### [Problem requirements]
Beginning with the line that contains "pub use dump::*;", copy each remaining line of the data below exactly.

Dataset entries
use criterion::{criterion_group, criterion_main, Criterion};
use image::{ImageBuffer, Rgb};
use stegbits_core::media::Raster;
use stegbits_core::payload::{frame, read_framed};
use stegbits_core::BitDepth;

pub fn image_decoding(c: &mut Criterion) {
    let depth = BitDepth::new(2).expect("Invalid bit depth");
    let mut raster = Raster::Rgb(ImageBuffer::from_fn(512, 512, |x, y| {
        Rgb([x as u8, y as u8, (x ^ y) as u8])
    }));
    raster.hide(&frame(&[0xA5; 4096]).expect("Cannot frame the secret"), depth);

    c.bench_function("Image Decoding", |b| {
        b.iter(|| read_framed(&mut raster.reader(depth)).expect("Cannot unveil the secret"))
    });
}

criterion_group!(benches, image_decoding);
criterion_main!(benches);
//! Video carriers.
//!
//! ffmpeg unpacks the first video stream into PNG frames inside a
//! [`FrameStore`], the frames are treated like still images with the color
//! channels visited as B,G,R, and the mutated frames are packed again into a
//! lossless PNG video stream. An audio track is carried over.

pub mod ffmpeg;
pub mod frame_store;

use std::fs;
use std::path::{Path, PathBuf};

use image::RgbImage;
use log::{debug, info, warn};

use crate::bits::{channels_mut, embed, BitChunks, ChannelOrder, LsbReader};
use crate::media::{output_file, CodecOptions, LsbCodec};
use crate::payload::{frame, read_complete_frame};
use crate::{BitDepth, Capacity, Result, StegError};

pub use ffmpeg::{Ffmpeg, Geometry};
pub use frame_store::FrameStore;

/// LSB codec for video files, needs `ffmpeg` and `ffprobe`
#[derive(Debug, Clone, Copy, Default)]
pub struct VideoCodec;

impl LsbCodec for VideoCodec {
    fn capacity(&self, media: &Path, opts: &CodecOptions) -> Result<Capacity> {
        let geometry = Ffmpeg::new(&opts.video).geometry(media)?;
        debug!("{media:?}: {geometry:?}");

        Ok(Capacity::new(
            geometry.width as u64 * geometry.height as u64 * geometry.frames,
            3,
            opts.depth,
        ))
    }

    fn hide(
        &self,
        cover: &Path,
        payload: &[u8],
        output_dir: &Path,
        opts: &CodecOptions,
    ) -> Result<PathBuf> {
        let stem = cover
            .file_stem()
            .map(|s| s.to_string_lossy().into_owned())
            .unwrap_or_else(|| "video".to_string());
        let target = output_file(output_dir, &format!("{stem}_stego.mp4"))?;

        let tools = Ffmpeg::new(&opts.video);
        let store = FrameStore::new(opts.video.temp_root.as_deref())?;
        let fps = tools.frame_rate(cover)?;
        let has_audio = tools.has_audio(cover)?;
        tools.extract_frames(cover, &store)?;
        let frames = store.frames()?;
        info!("{} frames at {fps} fps, audio: {has_audio}", frames.len());

        frames_capacity(&frames, opts.depth)?.ensure_fits(payload.len())?;
        let framed = frame(payload)?;
        let mutated = hide_in_frames(&frames, &framed, opts.depth)?;
        info!("hid {} bytes in {mutated} frames", payload.len());

        let video_only = store.path().join("video-only.mp4");
        tools.assemble_video(&store, &fps, &video_only)?;

        let muxed = if has_audio {
            let audio = store.path().join("audio.mka");
            tools
                .extract_audio(cover, &audio)
                .and_then(|_| tools.mux(&video_only, &audio, &target))
        } else {
            fs::copy(&video_only, &target)
                .map(|_| ())
                .map_err(|source| StegError::WriteError {
                    path: target.clone(),
                    source,
                })
        };
        if let Err(e) = muxed {
            if target.exists() {
                if let Err(rm) = fs::remove_file(&target) {
                    warn!("could not remove incomplete {target:?}: {rm}");
                }
            }
            return Err(e);
        }

        Ok(release(store, target))
    }

    fn unveil(&self, secret: &Path, opts: &CodecOptions) -> Result<Vec<u8>> {
        let tools = Ffmpeg::new(&opts.video);
        let store = FrameStore::new(opts.video.temp_root.as_deref())?;
        tools.extract_frames(secret, &store)?;
        let frames = store.frames()?;
        debug!("reading from {} frames", frames.len());

        let mut source = FrameChannels::new(&frames);
        let unveiled = read_complete_frame(&mut LsbReader::new(source.by_ref(), opts.depth));
        if let Some(e) = source.error.take() {
            return Err(e);
        }

        unveiled
    }
}

/// Removes the frame store once `target` is complete. A failed removal only
/// gets logged, the stego video is kept.
fn release(store: FrameStore, target: PathBuf) -> PathBuf {
    if let Err(e) = store.close() {
        warn!("{target:?} is complete but the frame store is left behind: {e}");
    }

    target
}

/// width * height * 3 channels, summed over all frames
fn frames_capacity(frames: &[PathBuf], depth: BitDepth) -> Result<Capacity> {
    let mut pixels = 0u64;
    for path in frames {
        let (w, h) = image::image_dimensions(path)?;
        pixels += w as u64 * h as u64;
    }

    Ok(Capacity::new(pixels, 3, depth))
}

/// Rewrites frames in order until the bit stream is exhausted, frames after
/// that stay untouched. Returns the number of rewritten frames.
fn hide_in_frames(frames: &[PathBuf], framed: &[u8], depth: BitDepth) -> Result<usize> {
    let mut chunks = BitChunks::new(framed, depth);
    let mut mutated = 0;

    for path in frames {
        if chunks.len() == 0 {
            break;
        }
        let mut img = open_frame(path)?;
        embed(
            channels_mut(&mut img, 3, ChannelOrder::Bgr),
            &mut chunks,
            depth,
        );
        img.save(path)?;
        mutated += 1;
    }

    Ok(mutated)
}

fn open_frame(path: &Path) -> Result<RgbImage> {
    Ok(image::open(path)?.to_rgb8())
}

/// Color channels of all frames in B,G,R order, frames are loaded lazily.
///
/// Iteration stops at the first frame that cannot be loaded, the cause is
/// kept in `error`.
struct FrameChannels<'a> {
    frames: std::slice::Iter<'a, PathBuf>,
    current: Vec<u8>,
    pos: usize,
    error: Option<StegError>,
}

impl<'a> FrameChannels<'a> {
    fn new(frames: &'a [PathBuf]) -> Self {
        Self {
            frames: frames.iter(),
            current: Vec::new(),
            pos: 0,
            error: None,
        }
    }

    fn load_next(&mut self) -> Option<()> {
        let path = self.frames.next()?;
        match open_frame(path) {
            Ok(img) => {
                let mut bytes = img.into_raw();
                bytes.chunks_exact_mut(3).for_each(|px| px.swap(0, 2));
                self.current = bytes;
                self.pos = 0;
                Some(())
            }
            Err(e) => {
                self.error = Some(e);
                None
            }
        }
    }
}

impl Iterator for FrameChannels<'_> {
    type Item = u8;

    fn next(&mut self) -> Option<Self::Item> {
        while self.pos >= self.current.len() {
            if self.error.is_some() {
                return None;
            }
            self.load_next()?;
        }
        let byte = self.current[self.pos];
        self.pos += 1;

        Some(byte)
    }
}
//! Fake platform implementation for testing.

use std::sync::{Arc, Mutex};
use std::time::{Duration, Instant};

use crate::pal::abstractions::Platform;

/// A clock that only moves when a test tells it to.
///
/// Clones share the same time state, so a test can keep one clone and advance
/// time while the profiler reads from another.
#[derive(Clone, Debug)]
pub(crate) struct FakePlatform {
    origin: Instant,
    elapsed: Arc<Mutex<Duration>>,
}

impl FakePlatform {
    /// Creates a fake clock frozen at an arbitrary origin.
    pub(crate) fn new() -> Self {
        Self {
            origin: Instant::now(),
            elapsed: Arc::new(Mutex::new(Duration::ZERO)),
        }
    }

    /// Moves the clock forward by `by`.
    pub(crate) fn advance(&self, by: Duration) {
        let mut elapsed = self
            .elapsed
            .lock()
            .expect("FakePlatform state lock should not be poisoned");

        *elapsed = elapsed
            .checked_add(by)
            .expect("fake clock advanced beyond Duration range - unrealistic test");
    }
}

impl Platform for FakePlatform {
    fn now(&self) -> Instant {
        let elapsed = *self
            .elapsed
            .lock()
            .expect("FakePlatform state lock should not be poisoned");

        self.origin
            .checked_add(elapsed)
            .expect("fake clock advanced beyond Instant range - unrealistic test")
    }
}

#[cfg(test)]
#[cfg_attr(coverage_nightly, coverage(off))]
mod tests {
    use super::*;

    #[test]
    fn does_not_move_on_its_own() {
        let platform = FakePlatform::new();

        assert_eq!(platform.now(), platform.now());
    }

    #[test]
    fn advance_accumulates() {
        let platform = FakePlatform::new();
        let start = platform.now();

        platform.advance(Duration::from_nanos(10));
        platform.advance(Duration::from_nanos(20));

        assert_eq!(platform.now().duration_since(start), Duration::from_nanos(30));
    }

    #[test]
    fn shared_state_between_clones() {
        let platform1 = FakePlatform::new();
        let platform2 = platform1.clone();
        let start = platform2.now();

        platform1.advance(Duration::from_millis(100));

        assert_eq!(
            platform2.now().duration_since(start),
            Duration::from_millis(100)
        );
    }
}
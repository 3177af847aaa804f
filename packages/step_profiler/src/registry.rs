use std::mem;
use std::sync::{Mutex, MutexGuard, PoisonError};

use crate::CompletedUnit;

/// Ordered collection of ended units, waiting for the next report.
///
/// Grows without bound until drained. Every access goes through one lock, so units ended
/// concurrently from many threads are all kept. A poisoned lock is recovered rather than
/// propagated: a panic elsewhere must not make profiling panic too.
#[derive(Debug, Default)]
pub(crate) struct Registry {
    units: Mutex<Vec<CompletedUnit>>,
}

impl Registry {
    pub(crate) fn record(&self, unit: CompletedUnit) {
        self.units().push(unit);
    }

    /// Takes every unit recorded so far, leaving the registry empty.
    pub(crate) fn drain(&self) -> Vec<CompletedUnit> {
        let units = mem::take(&mut *self.units());

        tracing::debug!(units = units.len(), "drained profiler registry");

        units
    }

    /// Discards every unit recorded so far.
    pub(crate) fn reset(&self) {
        let discarded = mem::take(&mut *self.units());

        tracing::debug!(units = discarded.len(), "reset profiler registry");
    }

    pub(crate) fn len(&self) -> usize {
        self.units().len()
    }

    pub(crate) fn is_empty(&self) -> bool {
        self.units().is_empty()
    }

    fn units(&self) -> MutexGuard<'_, Vec<CompletedUnit>> {
        self.units.lock().unwrap_or_else(PoisonError::into_inner)
    }
}
//! Platform abstraction trait definitions.

use std::fmt::Debug;
use std::time::Instant;

/// Provides the timestamps that checkpoints are measured against.
#[cfg_attr(test, mockall::automock)]
pub(crate) trait Platform: Debug + Send + Sync + 'static {
    /// Reads the current monotonic time.
    fn now(&self) -> Instant;
}
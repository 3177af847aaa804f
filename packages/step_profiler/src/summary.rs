//! Statistics over ended units, grouped by unit description and step tag.

use std::cmp;
use std::fmt::{self, Display, Write as _};

use foldhash::{HashMap, HashMapExt};

use crate::CompletedUnit;

/// Columns of the summary table are never narrower than this.
const MIN_COLUMN_WIDTH: usize = 5;

/// Space between adjacent columns of the summary table.
const COLUMN_GAP: &str = "  ";

/// Statistics of one step of one kind of unit, all durations in nanoseconds.
///
/// The key joins the unit description and the step tag with a slash,
/// e.g. `HandleRequest/parse`.
#[derive(Clone, Debug, PartialEq, Eq)]
pub struct Measure {
    key: String,
    count: u64,
    total: u64,
    mean: u64,
    min: u64,
    max: u64,
}

impl Measure {
    /// `description/tag` of the measured step.
    #[must_use]
    pub fn key(&self) -> &str {
        &self.key
    }

    /// Number of times the step was recorded.
    #[must_use]
    pub fn count(&self) -> u64 {
        self.count
    }

    /// Sum of all recorded durations.
    #[must_use]
    pub fn total(&self) -> u64 {
        self.total
    }

    /// `total / count`, rounded down.
    #[must_use]
    pub fn mean(&self) -> u64 {
        self.mean
    }

    /// Shortest recorded duration.
    #[must_use]
    pub fn min(&self) -> u64 {
        self.min
    }

    /// Longest recorded duration.
    #[must_use]
    pub fn max(&self) -> u64 {
        self.max
    }
}

/// One column of the summary table.
#[derive(Clone, Copy, Debug, PartialEq, Eq, Hash)]
#[non_exhaustive]
pub enum Column {
    /// Number of recordings.
    Count,
    /// Sum of durations.
    Total,
    /// Mean duration.
    Mean,
    /// Shortest duration. Displayed but never used to rank measures.
    Min,
    /// Longest duration.
    Max,
}

impl Column {
    /// Every column, in display order.
    pub const ALL: [Self; 5] = [Self::Count, Self::Total, Self::Mean, Self::Min, Self::Max];

    /// The table header of the column.
    #[must_use]
    pub fn name(self) -> &'static str {
        match self {
            Self::Count => "Count",
            Self::Total => "Total",
            Self::Mean => "Mean",
            Self::Min => "Min",
            Self::Max => "Max",
        }
    }

    /// How the column is described in the `Sort by` line of a report section.
    #[must_use]
    pub fn title(self) -> &'static str {
        match self {
            Self::Max => "Maximum(100 Percentile)",
            other => other.name(),
        }
    }

    /// The value of this column for `measure`.
    #[must_use]
    pub fn value(self, measure: &Measure) -> u64 {
        match self {
            Self::Count => measure.count,
            Self::Total => measure.total,
            Self::Mean => measure.mean,
            Self::Min => measure.min,
            Self::Max => measure.max,
        }
    }

    /// Whether a report contains a section ranked by this column.
    #[must_use]
    pub fn is_sortable(self) -> bool {
        !matches!(self, Self::Min)
    }

    /// The column whose values decide this column's width.
    ///
    /// Min shares the width of Max, which is never narrower.
    fn width_source(self) -> Self {
        match self {
            Self::Min => Self::Max,
            other => other,
        }
    }
}

impl Display for Column {
    fn fmt(&self, f: &mut fmt::Formatter<'_>) -> fmt::Result {
        f.write_str(self.name())
    }
}

/// Per-step statistics over a set of ended units.
///
/// The `Display` implementation renders the full text report: one table per sortable
/// [`Column`], each ranked by that column in descending order.
///
/// # Examples
///
/// ```
/// use step_profiler::{Column, Profiler};
///
/// let profiler = Profiler::new();
///
/// for _ in 0..3 {
///     let mut unit = profiler.begin("HandleRequest");
///     unit.step("parse");
///     unit.end();
/// }
///
/// let summary = profiler.summarize();
/// let parse = summary.get("HandleRequest/parse").unwrap();
/// assert_eq!(parse.count(), 3);
///
/// let slowest_first = summary.sorted_by(Column::Total);
/// println!("{summary}");
/// # assert_eq!(slowest_first.len(), 2);
/// ```
#[derive(Clone, Debug, Default, PartialEq, Eq)]
pub struct Summary {
    // Sorted by key, ascending.
    measures: Vec<Measure>,
}

#[derive(Debug, Default)]
struct Accumulator {
    durations: Vec<u64>,
    total: u64,
}

impl Summary {
    /// Groups every step of every unit by `description/tag` and computes the statistics
    /// of each group.
    #[must_use]
    pub fn from_units(units: &[CompletedUnit]) -> Self {
        let mut groups: HashMap<String, Accumulator> = HashMap::new();

        for unit in units {
            for (tag, nanos) in unit.steps().iter() {
                let group = groups
                    .entry(format!("{}/{tag}", unit.description()))
                    .or_default();

                group.durations.push(nanos);
                group.total = group.total.saturating_add(nanos);
            }
        }

        let mut measures = groups
            .into_iter()
            .map(|(key, mut group)| {
                group.durations.sort_unstable();

                let count = u64::try_from(group.durations.len())
                    .expect("a group never holds more than u64::MAX durations");

                Measure {
                    key,
                    count,
                    total: group.total,
                    mean: group
                        .total
                        .checked_div(count)
                        .expect("every group has at least one duration"),
                    min: *group
                        .durations
                        .first()
                        .expect("every group has at least one duration"),
                    max: *group
                        .durations
                        .last()
                        .expect("every group has at least one duration"),
                }
            })
            .collect::<Vec<_>>();

        measures.sort_by(|a, b| a.key.cmp(&b.key));

        Self { measures }
    }

    /// Iterates over the measures in ascending key order.
    pub fn measures(&self) -> impl Iterator<Item = &Measure> {
        self.measures.iter()
    }

    /// The measure with the given `description/tag` key.
    #[must_use]
    pub fn get(&self, key: &str) -> Option<&Measure> {
        let index = self
            .measures
            .binary_search_by(|measure| measure.key.as_str().cmp(key))
            .ok()?;

        self.measures.get(index)
    }

    /// Number of distinct `description/tag` groups.
    #[must_use]
    pub fn len(&self) -> usize {
        self.measures.len()
    }

    /// Whether no step was recorded at all.
    #[must_use]
    pub fn is_empty(&self) -> bool {
        self.measures.is_empty()
    }

    /// The measures ranked by `column`, largest value first.
    ///
    /// Measures with equal values stay in ascending key order.
    #[must_use]
    pub fn sorted_by(&self, column: Column) -> Vec<&Measure> {
        let mut sorted = self.measures.iter().collect::<Vec<_>>();
        sorted.sort_by_key(|measure| cmp::Reverse(column.value(measure)));
        sorted
    }
}
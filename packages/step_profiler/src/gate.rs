//! Sampling gates that decide which units get profiled.

use std::sync::Arc;

use rand::{Rng, rng};

use crate::{Error, Result};

type Predicate = dyn Fn() -> bool + Send + Sync;

/// Decides, on every [`Profiler::begin()`][1], whether the new unit is profiled.
///
/// When the gate says no, `begin()` hands out an inactive [`Unit`][2] and the
/// operation costs nothing further.
///
/// # Examples
///
/// ```
/// use std::sync::atomic::{AtomicU64, Ordering};
///
/// use step_profiler::{Gate, Profiler};
///
/// let profiler = Profiler::new();
///
/// // Profile every 100th request.
/// let counter = AtomicU64::new(0);
/// profiler.set_gate(Gate::from_fn(move || {
///     counter.fetch_add(1, Ordering::Relaxed) % 100 == 0
/// }));
///
/// let first = profiler.begin("HandleRequest");
/// let second = profiler.begin("HandleRequest");
///
/// assert!(first.is_active());
/// assert!(!second.is_active());
/// ```
///
/// [1]: crate::Profiler::begin
/// [2]: crate::Unit
#[derive(Clone, derive_more::Debug)]
pub struct Gate {
    #[debug(ignore)]
    predicate: Option<Arc<Predicate>>,
}

impl Gate {
    /// A gate that lets every unit through.
    #[must_use]
    pub fn always() -> Self {
        Self { predicate: None }
    }

    /// A gate backed by an arbitrary predicate, evaluated once per `begin()`.
    #[must_use]
    pub fn from_fn<F>(predicate: F) -> Self
    where
        F: Fn() -> bool + Send + Sync + 'static,
    {
        Self {
            predicate: Some(Arc::new(predicate)),
        }
    }

    /// A gate that lets through a random `ratio` of units (e.g. `0.01` for 1%).
    ///
    /// # Errors
    ///
    /// Returns [`Error::InvalidSampleRatio`] if `ratio` is NaN or outside `0.0..=1.0`.
    ///
    /// # Examples
    ///
    /// ```
    /// use step_profiler::Gate;
    ///
    /// assert!(Gate::sampled(0.01).is_ok());
    /// assert!(Gate::sampled(2.0).is_err());
    /// ```
    pub fn sampled(ratio: f64) -> Result<Self> {
        if !(0.0..=1.0).contains(&ratio) {
            return Err(Error::InvalidSampleRatio { ratio });
        }

        Ok(Self::from_fn(move || rng().random_bool(ratio)))
    }

    /// Evaluates the gate.
    #[must_use]
    pub fn allows(&self) -> bool {
        self.predicate.as_ref().is_none_or(|predicate| predicate())
    }
}

impl Default for Gate {
    fn default() -> Self {
        Self::always()
    }
}
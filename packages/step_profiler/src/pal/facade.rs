//! Platform facade for switching between real and test implementations.

#[cfg(test)]
use std::sync::Arc;
use std::time::Instant;

use crate::pal::abstractions::Platform;
#[cfg(test)]
use crate::pal::{FakePlatform, MockPlatform};
use crate::pal::real::RealPlatform;

/// Unified handle to whichever clock the profiler was created with.
#[derive(Debug, Clone)]
pub(crate) enum PlatformFacade {
    Real(RealPlatform),

    #[cfg(test)]
    Fake(FakePlatform),

    #[cfg(test)]
    Mock(Arc<MockPlatform>),
}

impl PlatformFacade {
    pub(crate) fn real() -> Self {
        Self::Real(RealPlatform)
    }

    #[cfg(test)]
    pub(crate) fn fake(fake_platform: FakePlatform) -> Self {
        Self::Fake(fake_platform)
    }

    #[cfg(test)]
    pub(crate) fn from_mock(mock: MockPlatform) -> Self {
        Self::Mock(Arc::new(mock))
    }
}

impl Platform for PlatformFacade {
    fn now(&self) -> Instant {
        match self {
            Self::Real(platform) => platform.now(),
            #[cfg(test)]
            Self::Fake(platform) => platform.now(),
            #[cfg(test)]
            Self::Mock(platform) => platform.now(),
        }
    }
}
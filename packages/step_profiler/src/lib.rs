#![cfg_attr(coverage_nightly, feature(coverage_attribute))]

//! Step timing for units of work, with raw log dumps and per-step summary statistics.
//!
//! Begin a [`Unit`] when a logical operation starts, call [`Unit::step()`] at every
//! interesting checkpoint and [`Unit::end()`] when the operation is done. Each step records
//! the time since the previous checkpoint, not since the unit began. Ended units accumulate
//! in the [`Profiler`] until you report on them.
//!
//! ```
//! use step_profiler::Profiler;
//!
//! let profiler = Profiler::new();
//!
//! let mut unit = profiler.begin("HandleRequest");
//! // parse the request
//! unit.step("parse");
//! // talk to the database
//! unit.step("query");
//! unit.memo("user=42");
//! unit.end();
//! ```
//!
//! # Reporting
//!
//! Two reports are available and both take (drain) every ended unit from the profiler:
//!
//! * [`Profiler::dump()`] writes one tab-separated log line per unit, for log processors:
//!
//!   ```text
//!   log:MP<TAB>parse:1200<TAB>query:53000<TAB>Last Step to End:800<TAB>description:HandleRequest<TAB>memo:user=42
//!   ```
//!
//! * [`Profiler::analyze()`] writes count, total, mean, min and max per
//!   `description/step` pair, once ranked by each of count, total, mean and max:
//!
//!   ```text
//!   Sort by Total
//!   Count   Total   Mean    Min    Max  Description
//!       2  108000  54000  53000  55000  HandleRequest/query
//!       2    2500   1250   1200   1300  HandleRequest/parse
//!       2    1600    800    800    800  HandleRequest/Last Step to End
//!   ```
//!
//! All durations are in nanoseconds. Output goes to stdout unless another sink is
//! configured; [`Profiler::dump_to()`] and [`Profiler::analyze_to()`] write to a writer of
//! your choice instead, and [`Profiler::drain()`] / [`Profiler::summarize()`] give access
//! to the data itself.
//!
//! # Turning profiling off
//!
//! Instrumentation never fails and never panics. When a profiler is disabled, or its
//! [`Gate`] declines a unit, [`Profiler::begin()`] returns an inactive unit on which
//! every call does nothing, so instrumented code can stay in place at near-zero cost:
//!
//! ```
//! use step_profiler::{Gate, Profiler};
//!
//! let profiler = Profiler::new();
//!
//! // Profile roughly 1% of units.
//! profiler.set_gate(Gate::sampled(0.01).unwrap());
//!
//! profiler.disable();
//! let mut unit = profiler.begin("HandleRequest");
//! unit.step("parse");
//! unit.end();
//!
//! assert!(profiler.is_empty());
//! ```
//!
//! # Threading
//!
//! A [`Profiler`] is a cheap handle that can be cloned into any number of threads or tasks;
//! all clones feed the same set of ended units. Each [`Unit`] belongs to one thread or task
//! at a time. Independent profilers can coexist in one process.

mod dump;
mod error;
mod gate;
mod memo;
mod pal;
mod profiler;
mod profiler_builder;
mod registry;
mod summary;
mod unit;

pub use dump::*;
pub use error::*;
pub use gate::*;
pub use memo::*;
pub use profiler::Profiler;
pub use profiler_builder::*;
pub use summary::*;
pub use unit::*;
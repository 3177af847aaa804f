//! Real platform implementation backed by the system monotonic clock.

use std::time::Instant;

use crate::pal::abstractions::Platform;

#[derive(Debug, Clone)]
pub(crate) struct RealPlatform;

impl Platform for RealPlatform {
    fn now(&self) -> Instant {
        Instant::now()
    }
}
//! Platform abstraction layer for reading the clock.
//!
//! Real builds read the monotonic system clock. Tests either drive a fake clock
//! forward by hand or use a mock to verify how often the clock is read.

mod abstractions;
mod facade;
#[cfg(test)]
mod fake;
mod real;

#[cfg(test)]
pub(crate) use abstractions::MockPlatform;
pub(crate) use abstractions::Platform;
pub(crate) use facade::PlatformFacade;
#[cfg(test)]
pub(crate) use fake::FakePlatform;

### [Answer section]
pub use dump::*;
pub use error::*;
pub use gate::*;
pub use memo::*;
pub use profiler::Profiler;
pub use profiler_builder::*;
pub use summary::*;
pub use unit::*;
repository 3177af847aaa804f
//! Real platform implementation backed by the system monotonic clock.

use std::time::Instant;

use crate::pal::abstractions::Platform;

#[derive(Debug, Clone)]
pub(crate) struct RealPlatform;

impl Platform for RealPlatform {
    fn now(&self) -> Instant {
        Instant::now()
    }
}
//! Platform abstraction layer for reading the clock.
//!
//! Real builds read the monotonic system clock. Tests either drive a fake clock
//! forward by hand or use a mock to verify how often the clock is read.

mod abstractions;
mod facade;
#[cfg(test)]
mod fake;
mod real;

#[cfg(test)]
pub(crate) use abstractions::MockPlatform;
pub(crate) use abstractions::Platform;
pub(crate) use facade::PlatformFacade;
#[cfg(test)]
pub(crate) use fake::FakePlatform;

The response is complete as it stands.